I wonder if the government was aware when it set the dates that schools in England can reopen – 8 March – that it’s International Women’s Day, or if it was a lucky coincidence.
For myself, I can’t think of a more fitting way to enjoy International Women’s Day than being able to focus on my work for six gloriously uninterrupted hours while the boys are at school, instead of fitting it in around teaching fractions, desperately reconnecting iPads to the exhausted internet, or making a model of the solar system using nothing but recycling and determination, seeing as Hobbycraft is still closed (or as is more often the case lately, giving in and turning the Xbox on).
Juggling careers and kids
When my business partner and I started Fresh nine years ago, we each had a toddler and a baby and wanted a way to stay working, stay earning, stay relevant – and stay home with our children. Soon we were four women, all juggling careers and kids. You couldn’t get hold of anyone between 3pm and 7pm, but then we were all back at our desks making sure no deadline was missed. My biggest pride wasn’t that I owned a women-owned agency – it was that through that business, four mums got to keep their careers going and never miss a parents’ evening or nativity.

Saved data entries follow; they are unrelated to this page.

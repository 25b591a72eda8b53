// buffer.rs - Tail-edited line buffer backed by a rope

use ropey::Rope;

/// Null key code delivered for non-printable keys; never stored.
pub const SENTINEL: char = '\0';

/// Ordered rows of code points. Rows are the LF-separated lines of the rope, so an empty
/// rope is one empty row and the buffer can never hold zero rows.
#[derive(Debug, Clone)]
pub struct LineBuffer {
    rope: Rope,
    modified: bool,
}

impl LineBuffer {
    pub fn new() -> Self {
        Self {
            rope: Rope::new(),
            modified: false,
        }
    }

    pub fn from_lines<I, S>(lines: I) -> Self
    where
        I: IntoIterator<Item = S>,
        S: AsRef<str>,
    {
        let mut buffer = Self::new();
        buffer.load(lines);
        buffer
    }
}

impl Default for LineBuffer {
    fn default() -> Self {
        Self::new()
    }
}

impl LineBuffer {
    /// Replace the whole document. No lines at all yields a single empty row; a line that
    /// itself contains LF ends up as several rows.
    pub fn load<I, S>(&mut self, lines: I)
    where
        I: IntoIterator<Item = S>,
        S: AsRef<str>,
    {
        let mut text = String::new();
        for (idx, line) in lines.into_iter().enumerate() {
            if idx > 0 {
                text.push('\n');
            }
            text.push_str(line.as_ref());
        }
        self.rope = Rope::from_str(&text);
        self.modified = false;
    }

    /// Append `ch` to the last row. The sentinel and row terminators are refused.
    pub fn append_char(&mut self, ch: char) -> bool {
        if ch == SENTINEL || ch == '\n' || ch == '\r' {
            return false;
        }
        self.rope.insert_char(self.rope.len_chars(), ch);
        self.touch();
        true
    }

    pub fn append_row(&mut self) {
        self.rope.insert_char(self.rope.len_chars(), '\n');
        self.touch();
    }

    /// Backspace at the tail: drops the last character of the last row, or the last row
    /// itself once it is empty. A lone empty row stays.
    pub fn delete_last_char(&mut self) -> bool {
        let len = self.rope.len_chars();
        if len == 0 {
            return false;
        }
        // An empty last row is preceded by its LF, so one removal covers both cases.
        self.rope.remove(len - 1..len);
        self.touch();
        true
    }

    pub fn serialize(&self) -> Vec<String> {
        self.rows().collect()
    }

    pub fn rows(&self) -> impl Iterator<Item = String> + '_ {
        self.rope.lines().map(|line| {
            let mut text = line.to_string();
            if text.ends_with('\n') {
                text.pop();
            }
            text
        })
    }

    pub fn row_count(&self) -> usize {
        self.rope.len_lines()
    }

    pub fn last_row_index(&self) -> usize {
        self.row_count() - 1
    }

    pub fn row(&self, idx: usize) -> Option<String> {
        if idx < self.row_count() {
            let mut text = self.rope.line(idx).to_string();
            if text.ends_with('\n') {
                text.pop();
            }
            Some(text)
        } else {
            None
        }
    }

    /// Length of a row in code points, excluding its terminator.
    pub fn row_len(&self, idx: usize) -> usize {
        if idx >= self.row_count() {
            return 0;
        }
        let line = self.rope.line(idx);
        let len = line.len_chars();
        if len > 0 && line.char(len - 1) == '\n' {
            len - 1
        } else {
            len
        }
    }

    pub fn is_modified(&self) -> bool {
        self.modified
    }

    fn touch(&mut self) {
        self.modified = true;
    }
}
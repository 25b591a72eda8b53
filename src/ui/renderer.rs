// ui/renderer.rs - Screen collaborator and its ratatui implementation

use ratatui::{
    Terminal,
    backend::{Backend, CrosstermBackend},
    style::Style,
};
use std::io::{self, Stdout};

/// Cell-grid renderer the editor draws through. Drawing is staged; nothing reaches the
/// terminal before `flush`.
pub trait Screen {
    /// `(cols, rows)`
    fn size(&self) -> io::Result<(u16, u16)>;
    fn clear(&mut self) -> io::Result<()>;
    fn draw_cell(&mut self, col: u16, row: u16, ch: char, style: Style);
    fn set_cursor(&mut self, col: u16, row: u16);
    fn flush(&mut self) -> io::Result<()>;
}

struct StagedCell {
    col: u16,
    row: u16,
    ch: char,
    style: Style,
}

/// Ratatui-based screen, on the crossterm backend unless told otherwise
pub struct TuiRenderer<B: Backend = CrosstermBackend<Stdout>> {
    terminal: Terminal<B>,
    staged: Vec<StagedCell>,
    cursor: Option<(u16, u16)>,
}

impl TuiRenderer {
    pub fn new() -> io::Result<Self> {
        Self::with_backend(CrosstermBackend::new(io::stdout()))
    }
}

impl<B: Backend> TuiRenderer<B> {
    pub fn with_backend(backend: B) -> io::Result<Self> {
        let terminal = Terminal::new(backend)?;
        Ok(Self {
            terminal,
            staged: Vec::new(),
            cursor: None,
        })
    }

    pub fn backend(&self) -> &B {
        self.terminal.backend()
    }
}

impl<B: Backend> Screen for TuiRenderer<B> {
    fn size(&self) -> io::Result<(u16, u16)> {
        let area = self.terminal.size()?;
        Ok((area.width, area.height))
    }

    fn clear(&mut self) -> io::Result<()> {
        self.terminal.clear()
    }

    fn draw_cell(&mut self, col: u16, row: u16, ch: char, style: Style) {
        self.staged.push(StagedCell {
            col,
            row,
            ch,
            style,
        });
    }

    fn set_cursor(&mut self, col: u16, row: u16) {
        self.cursor = Some((col, row));
    }

    fn flush(&mut self) -> io::Result<()> {
        let Self {
            terminal,
            staged,
            cursor,
        } = self;

        // Frames start blank, so cells not staged this time are erased.
        terminal.draw(|f| {
            let area = f.size();
            let buf = f.buffer_mut();
            for cell in staged.iter() {
                if cell.col < area.width && cell.row < area.height {
                    buf.get_mut(cell.col, cell.row)
                        .set_char(cell.ch)
                        .set_style(cell.style);
                }
            }
            // Without a cursor position ratatui hides the cursor.
            if let Some((col, row)) = *cursor {
                f.set_cursor(col, row);
            }
        })?;

        staged.clear();
        *cursor = None;
        Ok(())
    }
}
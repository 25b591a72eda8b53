// Edge case scenario tests
// Boundary behavior of the tail-only editing model

mod common;
use common::{assert_cursor_valid, key, typed};

use crossterm::event::KeyCode;
use tailpad::buffer::LineBuffer;
use tailpad::command::Command;
use tailpad::editor::Editor;
use tailpad::mode::Mode;

fn edit(rows: &[&str]) -> Editor {
    let mut editor = Editor::new("unused.txt", LineBuffer::from_lines(rows));
    editor.handle_event(key(KeyCode::Char('e'))).unwrap();
    editor
}

/// Backspace on the only, empty row is a stable no-op
#[test]
fn test_empty_buffer_backspace_is_idempotent() {
    let mut editor = edit(&[""]);
    for _ in 0..5 {
        editor.handle_event(key(KeyCode::Backspace)).unwrap();
        assert_eq!(editor.buffer.serialize(), vec![""]);
        assert_cursor_valid(&editor);
    }
    assert!(!editor.buffer.is_modified());
}

/// Backspace at the start of a non-empty row removes nothing from the row above
#[test]
fn test_backspace_never_joins_rows() {
    let mut editor = edit(&["abc", ""]);
    editor.handle_event(key(KeyCode::Backspace)).unwrap();
    assert_eq!(editor.buffer.serialize(), vec!["abc"]);
    editor.handle_event(key(KeyCode::Backspace)).unwrap();
    assert_eq!(editor.buffer.serialize(), vec!["ab"]);
}

#[test]
fn test_many_empty_rows_collapse_one_at_a_time() {
    let mut editor = edit(&["a"]);
    for _ in 0..4 {
        editor.handle_event(key(KeyCode::Enter)).unwrap();
    }
    assert_eq!(editor.buffer.row_count(), 5);
    for expected in (1..5).rev() {
        editor.handle_event(key(KeyCode::Backspace)).unwrap();
        assert_eq!(editor.buffer.row_count(), expected);
        assert_cursor_valid(&editor);
    }
    assert_eq!(editor.buffer.serialize(), vec!["a"]);
}

#[test]
fn test_sentinel_char_is_swallowed() {
    let mut editor = edit(&["a"]);
    editor.handle_event(key(KeyCode::Char('\0'))).unwrap();
    editor.execute_command(Command::InsertChar('\0')).unwrap();
    assert_eq!(editor.buffer.serialize(), vec!["a"]);
    assert!(!editor.buffer.is_modified());
}

#[test]
fn test_unicode_code_points_count_once() {
    let mut editor = edit(&[""]);
    for event in typed("añ✓🦀") {
        editor.handle_event(event).unwrap();
    }
    assert_eq!(editor.cursor.unwrap().col, 4);
    editor.handle_event(key(KeyCode::Backspace)).unwrap();
    assert_eq!(editor.buffer.serialize(), vec!["añ✓"]);
    assert_eq!(editor.cursor.unwrap().col, 3);
}

#[test]
fn test_reentering_edit_resumes_at_tail() {
    let mut editor = edit(&["one", "two"]);
    editor.handle_event(key(KeyCode::Esc)).unwrap();
    assert_eq!(editor.mode, Mode::View);
    editor.handle_event(key(KeyCode::Char('e'))).unwrap();
    let cursor = editor.cursor.unwrap();
    assert_eq!((cursor.row, cursor.col), (1, 3));
}

#[test]
fn test_escape_in_view_is_harmless() {
    let mut editor = Editor::new("unused.txt", LineBuffer::from_lines(["a"]));
    assert!(!editor.handle_event(key(KeyCode::Esc)).unwrap());
    assert_eq!(editor.mode, Mode::View);
    assert!(editor.cursor.is_none());
}

#[test]
fn test_e_in_edit_mode_is_text() {
    let mut editor = edit(&[""]);
    editor.handle_event(key(KeyCode::Char('e'))).unwrap();
    assert_eq!(editor.buffer.serialize(), vec!["e"]);
    assert_eq!(editor.mode, Mode::Edit);
}
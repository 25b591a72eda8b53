use serde::Deserialize;
use std::path::{Path, PathBuf};

use crate::error::EditorError;

const DEFAULT_FILE: &str = "out.txt";
const PLACEHOLDER: &str = "Created Successfully!";

#[derive(Debug, Clone, PartialEq, Deserialize)]
#[serde(default)]
pub struct EditorConfig {
    /// File edited when no path is given on the command line.
    pub default_file: PathBuf,
    /// Text written into that freshly created file.
    pub placeholder: String,
    /// Show cursor position and raw rows above the status line.
    pub show_debug_line: bool,
}

impl Default for EditorConfig {
    fn default() -> Self {
        Self {
            default_file: PathBuf::from(DEFAULT_FILE),
            placeholder: PLACEHOLDER.to_string(),
            show_debug_line: false,
        }
    }
}

impl EditorConfig {
    pub fn from_file(path: &Path) -> Result<Self, EditorError> {
        let content = std::fs::read_to_string(path).map_err(|e| EditorError::Config {
            path: path.to_path_buf(),
            message: e.to_string(),
        })?;

        toml::from_str(&content).map_err(|e| EditorError::Config {
            path: path.to_path_buf(),
            message: e.to_string(),
        })
    }

    /// `<config dir>/tailpad/config.toml`, if the platform has a config dir.
    pub fn default_path() -> Option<PathBuf> {
        dirs::config_dir().map(|dir| dir.join("tailpad").join("config.toml"))
    }

    /// Load the user config, falling back to defaults when there is none.
    pub fn load() -> Result<Self, EditorError> {
        match Self::default_path() {
            Some(path) if path.is_file() => Self::from_file(&path),
            _ => Ok(Self::default()),
        }
    }
}
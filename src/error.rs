// error.rs - Fatal error taxonomy for the editor

use std::io;
use std::path::PathBuf;
use thiserror::Error;

/// Every failure the editor cannot recover from. Unrecognized input is never an error;
/// anything that reaches this type ends the process with a non-zero exit code.
#[derive(Debug, Error)]
pub enum EditorError {
    #[error("cannot read '{}': {source}", .path.display())]
    Read {
        path: PathBuf,
        #[source]
        source: io::Error,
    },

    #[error("cannot create '{}': {source}", .path.display())]
    Create {
        path: PathBuf,
        #[source]
        source: io::Error,
    },

    #[error("cannot write '{}': {source}", .path.display())]
    Write {
        path: PathBuf,
        #[source]
        source: io::Error,
    },

    #[error("invalid config '{}': {message}", .path.display())]
    Config { path: PathBuf, message: String },

    #[error("terminal error: {0}")]
    Terminal(#[from] io::Error),
}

Nine years later, we are a team of 20, and still a women-owned agency with a predominantly female team. Not all are mums; some are dads, some don’t have kids at all. But the way we work is designed to support flexible working as part of a supportive and caring team so that however you want to work – around family, around other work, around hobbies, me time, down time or part time – you have the space and support to do just that. Hopefully, each of them has felt that support through this pandemic. Some days I’ve been too busy with fractions and that damn space model to check.

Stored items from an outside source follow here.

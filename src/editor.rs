// src/editor.rs - Editor state and command dispatch

use crossterm::event::Event;
use log::debug;
use std::path::{Path, PathBuf};

use crate::buffer::LineBuffer;
use crate::command::Command;
use crate::cursor::Cursor;
use crate::error::EditorError;
use crate::keymap::key_to_command;
use crate::mode::Mode;
use crate::persistence::{self, Document};

pub struct Editor {
    pub buffer: LineBuffer,
    pub mode: Mode,
    /// Present only in EDIT mode.
    pub cursor: Option<Cursor>,
    pub source: PathBuf,
}

impl Editor {
    pub fn new(source: impl Into<PathBuf>, buffer: LineBuffer) -> Self {
        Self {
            buffer,
            mode: Mode::View,
            cursor: None,
            source: source.into(),
        }
    }

    pub fn from_document(document: Document) -> Self {
        Self::new(document.path, document.buffer)
    }

    pub fn source(&self) -> &Path {
        &self.source
    }

    /// Consume one input event. Returns true if the application should stop.
    ///
    /// The cursor is resynced afterwards whether or not the event meant anything.
    pub fn handle_event(&mut self, event: Event) -> Result<bool, EditorError> {
        let should_quit = match event {
            Event::Key(key_event) => match key_to_command(key_event, self.mode) {
                Some(cmd) => self.execute_command(cmd)?,
                None => false,
            },
            _ => false,
        };
        self.sync_cursor();
        Ok(should_quit)
    }

    /// Apply an already resolved command. Returns true if the application should stop.
    /// Leaves the cursor stale; `handle_event` resyncs it.
    pub fn execute_command(&mut self, cmd: Command) -> Result<bool, EditorError> {
        match (self.mode, cmd) {
            (_, Command::Cancel) => self.mode = Mode::View,
            (Mode::View, Command::EnterEdit) => self.mode = Mode::Edit,
            (Mode::View, Command::SaveAndQuit) => {
                persistence::flush(&self.source, &self.buffer)?;
                return Ok(true);
            }
            (Mode::Edit, Command::InsertChar(c)) => {
                self.buffer.append_char(c);
            }
            (Mode::Edit, Command::NewLine) => self.buffer.append_row(),
            (Mode::Edit, Command::DeleteChar) => {
                self.buffer.delete_last_char();
            }
            (mode, cmd) => debug!("ignoring {:?} in {:?} mode", cmd, mode),
        }
        Ok(false)
    }

    /// Recompute the cursor from the buffer. Idempotent.
    pub fn sync_cursor(&mut self) {
        self.cursor = match self.mode {
            Mode::Edit => Some(Cursor::at_tail(&self.buffer)),
            Mode::View => None,
        };
    }
}
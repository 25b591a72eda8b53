// terminal.rs - Raw mode and alternate screen for the lifetime of the editor

use crossterm::{
    cursor::Show,
    execute,
    terminal::{EnterAlternateScreen, LeaveAlternateScreen, disable_raw_mode, enable_raw_mode},
};
use log::{error, warn};
use std::io::{self, stdout};
use std::sync::Once;
use std::sync::atomic::{AtomicBool, Ordering};

/// Set while the terminal is in raw mode on the alternate screen.
static ACTIVE: AtomicBool = AtomicBool::new(false);

/// RAII guard: entering switches the terminal to raw mode on the alternate screen,
/// dropping restores it on every exit path, including error returns and panics.
pub struct TerminalSession {
    _entered: (),
}

impl TerminalSession {
    pub fn enter() -> io::Result<Self> {
        enable_raw_mode()?;
        if let Err(e) = execute!(stdout(), EnterAlternateScreen) {
            let _ = disable_raw_mode();
            return Err(e);
        }
        ACTIVE.store(true, Ordering::SeqCst);
        Ok(Self { _entered: () })
    }

    pub fn leave(&mut self) -> io::Result<()> {
        restore()
    }

    pub fn is_active() -> bool {
        ACTIVE.load(Ordering::SeqCst)
    }
}

impl Drop for TerminalSession {
    fn drop(&mut self) {
        if let Err(e) = self.leave() {
            warn!("failed to restore terminal: {}", e);
        }
    }
}

/// Leave the alternate screen and raw mode, once.
fn restore() -> io::Result<()> {
    if ACTIVE.swap(false, Ordering::SeqCst) {
        execute!(stdout(), LeaveAlternateScreen, Show)?;
        disable_raw_mode()?;
    }
    Ok(())
}

/// Chain a hook in front of the default one that gives the terminal back and logs the
/// panic. The default hook prints to stderr, which is unreadable on the alternate screen.
pub fn install_panic_hook() {
    static HOOK: Once = Once::new();
    HOOK.call_once(|| {
        let default_panic = std::panic::take_hook();
        std::panic::set_hook(Box::new(move |info| {
            if let Err(e) = restore() {
                error!("failed to restore terminal after panic: {}", e);
            }
            error!("panic: {}", info);
            default_panic(info);
        }));
    });
}
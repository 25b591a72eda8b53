// ui/mod.rs - UI module definitions

pub mod render_sync;
pub mod renderer;
pub mod status_bar;

// Re-export commonly used types
pub use render_sync::{RenderPlan, describe};
pub use renderer::{Screen, TuiRenderer};
use crate::buffer::LineBuffer;

/// Insertion point while editing. Always derived from the buffer, never moved on its own.
#[derive(Debug, Clone, Copy, PartialEq, Eq)]
pub struct Cursor {
    pub row: usize,
    pub col: usize,
}

impl Cursor {
    /// One past the last character of the last row.
    pub fn at_tail(buffer: &LineBuffer) -> Self {
        let row = buffer.last_row_index();
        Self {
            row,
            col: buffer.row_len(row),
        }
    }
}
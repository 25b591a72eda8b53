// keymap.rs - Mode-aware translation of key events into commands

use crossterm::event::{KeyCode, KeyEvent, KeyEventKind, KeyModifiers};

use crate::command::Command;
use crate::mode::Mode;

/// Resolve one key event for the given mode. `None` means the key is ignored.
pub fn key_to_command(key_event: KeyEvent, mode: Mode) -> Option<Command> {
    if key_event.kind == KeyEventKind::Release {
        return None;
    }
    if key_event.code == KeyCode::Esc {
        return Some(Command::Cancel);
    }
    // Chords carry no printable character.
    if key_event
        .modifiers
        .intersects(KeyModifiers::CONTROL | KeyModifiers::ALT)
    {
        return None;
    }

    match mode {
        Mode::View => match key_event.code {
            KeyCode::Char('q') => Some(Command::SaveAndQuit),
            KeyCode::Char('e') => Some(Command::EnterEdit),
            _ => None,
        },
        Mode::Edit => match key_event.code {
            KeyCode::Char(' ') => Some(Command::InsertChar(' ')),
            KeyCode::Backspace => Some(Command::DeleteChar),
            KeyCode::Enter => Some(Command::NewLine),
            KeyCode::Char(c) => Some(Command::InsertChar(c)),
            _ => None,
        },
    }
}
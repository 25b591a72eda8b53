// persistence.rs - Loading the document at startup and flushing it on quit

use log::{info, warn};
use std::borrow::Cow;
use std::fs::{self, File};
use std::io::{self, BufWriter, Write};
use std::path::{Path, PathBuf};

use crate::buffer::LineBuffer;
use crate::config::EditorConfig;
use crate::error::EditorError;

/// A buffer together with the file it was loaded from and will be saved to.
#[derive(Debug)]
pub struct Document {
    pub path: PathBuf,
    pub buffer: LineBuffer,
}

/// Open the document named on the command line.
///
/// With no path the configured default file is (re)created holding the placeholder text
/// and then loaded. A path that does not exist yet is created empty, giving a single empty
/// row. Any other failure to read or create is fatal.
pub fn open(path: Option<&Path>, config: &EditorConfig) -> Result<Document, EditorError> {
    match path {
        None => {
            let path = config.default_file.clone();
            create_with(&path, &config.placeholder)?;
            info!("created {}", path.display());
            let lines = read_lines(&path)?.ok_or_else(|| EditorError::Read {
                path: path.clone(),
                source: io::Error::from(io::ErrorKind::NotFound),
            })?;
            Ok(Document {
                buffer: LineBuffer::from_lines(lines),
                path,
            })
        }
        Some(path) => {
            let buffer = match read_lines(path)? {
                Some(lines) => {
                    info!("loaded {} rows from {}", lines.len(), path.display());
                    LineBuffer::from_lines(lines)
                }
                None => {
                    create_with(path, "")?;
                    info!("created empty {}", path.display());
                    LineBuffer::new()
                }
            };
            Ok(Document {
                path: path.to_path_buf(),
                buffer,
            })
        }
    }
}

/// Read `path` as rows. `Ok(None)` when the file does not exist.
pub fn read_lines(path: &Path) -> Result<Option<Vec<String>>, EditorError> {
    let bytes = match fs::read(path) {
        Ok(bytes) => bytes,
        Err(e) if e.kind() == io::ErrorKind::NotFound => return Ok(None),
        Err(source) => {
            return Err(EditorError::Read {
                path: path.to_path_buf(),
                source,
            });
        }
    };

    let text = String::from_utf8_lossy(&bytes);
    if let Cow::Owned(_) = text {
        warn!("{} is not valid UTF-8, invalid bytes replaced", path.display());
    }
    Ok(Some(split_rows(&text)))
}

/// Split like a line scanner: LF terminates a row, a CR before it is dropped, and a final
/// terminator does not open an extra row.
pub fn split_rows(text: &str) -> Vec<String> {
    text.lines().map(String::from).collect()
}

/// Overwrite `path` with every row of `buffer`, each followed by a newline.
pub fn flush(path: &Path, buffer: &LineBuffer) -> Result<(), EditorError> {
    let file = File::create(path).map_err(|source| EditorError::Create {
        path: path.to_path_buf(),
        source,
    })?;
    let write_err = |source| EditorError::Write {
        path: path.to_path_buf(),
        source,
    };

    let mut writer = BufWriter::new(file);
    for row in buffer.rows() {
        writeln!(writer, "{}", row).map_err(write_err)?;
    }
    writer.flush().map_err(write_err)?;
    info!("saved {} rows to {}", buffer.row_count(), path.display());
    Ok(())
}

fn create_with(path: &Path, contents: &str) -> Result<(), EditorError> {
    let mut file = File::create(path).map_err(|source| EditorError::Create {
        path: path.to_path_buf(),
        source,
    })?;
    file.write_all(contents.as_bytes())
        .map_err(|source| EditorError::Write {
            path: path.to_path_buf(),
            source,
        })
}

Men may be at greater risk of dying from COVID-19, but the economic fallout of the pandemic seems to be disproportionately impacting women. I read recently that women are a third more likely to work in a sector that shut down during lockdown, more likely to be furloughed and 47 per cent more likely to have lost or quit their job due to increased childcare and housework. Google the impact of the pandemic on women and you’ll see that’s just the tip of the iceberg.
In my own house and that of many of my friends, I see how women are bending, flexing, and doing heavy lifting – not just in their Zoom Pilates classes, but in trying to keep all the spinning plates of schoolwork, housework and work-work up in the air. Quite why this is solely, or even mainly, the woman’s responsibility eludes me, but it seems to be the case in many homes.
Resilience, agility and purpose
I could turn this into a rant about how unfair this is (give me enough wine in the Zoom Pub some days and I will) but I’d rather see it as a celebration of women, of our resilience, agility and purpose – all those buzzwords that organisations use to focus their employee engagement are, in fact, lived out every day by my remarkable women friends, colleagues and clients, juggling the impossibility of ‘having it all’ (in reality ‘doing it all’) through lockdown.
I believe that in time we’ll see workplaces, relationships and industries all change to accommodate the needs of working women so that instead of being seen as wanting it all, we can simply have a bit more, because someone else is doing a bit more, considering us a bit more, investing in us a bit more. We add enough value to the home and the workplace to make that a reasonable request. That will be a Women’s Day to celebrate.